Posted on August 20, 2009, in Allergies, Babies, Medical Stuff, The Kids. Bookmark the permalink. 7 Comments.

  1. Hi there – I’ve been lurking for a while, but thought I’d de-lurk to mention something. I’ve been Gluten/Casein/Soy free for a few years, then added sugar to my list, and discovered the Specific Carbohydrate Diet… this is a decades-old treatment for food sensitivities which also led me to the GAPS protocol (which is heavily based on SCD and has added detox and probiotics). Their theories on what causes food intolerances (and things like eczema) are very different from the current medical establishment view, but I’ve found that after just a few months on the diet, I am already able to tolerate goat milk yogurt. (And this from someone who was told to avoid all dairy for the rest of her life!)

    Do please check it out (, and if you’d like to read her book or the SCD book, you can borrow mine. (I’m usually local, though at the moment we’re in Seattle for vacation.)

    Judging from what I’ve read about your family (and your own digestive intolerances) you might be prime candidates for this diet. I can send you further information via email, if you’d like.

    • I have definitely heard of both GAPS and SCD. I had avoided both because they’re heavy on nuts (which at least one of my kids couldn’t have for several years) and dairy (which three of them still can’t have)…. I read Elaine Gottschall’s book years ago, when Wes was first dx’ed with CD. However, I will check into it a little more…. It would be amazing to be HEALED, instead of just coping with our problems. However, I have to admit that I’m skeptical….

      • I have a friend who is on the SCD diet who had initially responded positively to eliminating gluten, but eventually her symptoms came back. She has been on the SCD for a couple of months now and is doing really well, well, except for the constipation.

        It WOULD be amazing to be healed instead of just dealing. Thank God for heaven, especially if this (“this” being relative to each person) is as good as it gets.

  2. millenialhomemaker

    I’ve had MRSA and yes, the sores are red, hot, and solid like a golfball. They also make the skin look bruised. I hope your little girl feels better soon! I know you are doing all you can to get her well!

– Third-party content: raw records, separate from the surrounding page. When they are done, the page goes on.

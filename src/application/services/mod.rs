//! Business logic services for the application layer.

pub mod link_service;

pub use link_service::LinkService;
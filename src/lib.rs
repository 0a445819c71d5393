//! costbook - Terminal-based project cost tracking and reconciliation
//!
//! Projects are modeled as a hierarchy of cost codes. Financial events
//! (invoices, bills, payments) are recorded against leaf lines and roll
//! up the hierarchy on read, while backstop rules watch the reconciled
//! totals for threshold breaches.
//!
//! Data flows through the layers in one direction:
//!
//! - `models` defines projects, item lines, financial events, and backstops
//! - `storage` persists them as JSON files and appends to the audit log
//! - `services` holds the business rules (allocation, aggregation,
//!   event recording, backstop evaluation)
//! - `reports` builds read-only view models from the stored data
//! - `display` renders those view models for the terminal, `export` as CSV
//! - `cli` wires the subcommands to all of the above
//!
//! `config` resolves file locations and user settings; `error` and `audit`
//! are shared by every layer.
//!
//! ```rust,ignore
//! use costbook::config::{paths::CostbookPaths, settings::Settings};
//! use costbook::storage::Storage;
//!
//! let paths = CostbookPaths::new()?;
//! let settings = Settings::load_or_create(&paths)?;
//! let storage = Storage::new(paths)?;
//! ```

pub mod audit;
pub mod cli;
pub mod config;
pub mod display;
pub mod error;
pub mod export;
pub mod models;
pub mod reports;
pub mod services;
pub mod storage;

pub use error::{CostbookError, CostbookResult};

  3. I don’t know how you do it! My babe had some MINOR skin issues early on but they sort of went away. Well, I’ve been taking Fenugreek to boost breastmilk supply to help boost his weight gain (my weight gain is going just fine! :). The skin issues are back. Makes me anxious just thinking about it. (And guilty because I know now the skin issues diminished because he wasn’t getting enough to eat!) I know I will cut dairy to start and see where that leads us.

    • I’m sorry, Tina… 😦

      How old is your littlest?

      Fiala is nice and chunky, but she did plateau — didn’t gain weight for nearly 3 months. But, in the last 5 weeks or so that I’ve been really ON it to remove everything from her/my diet that I’ve suspected, she gained 1.5 lbs!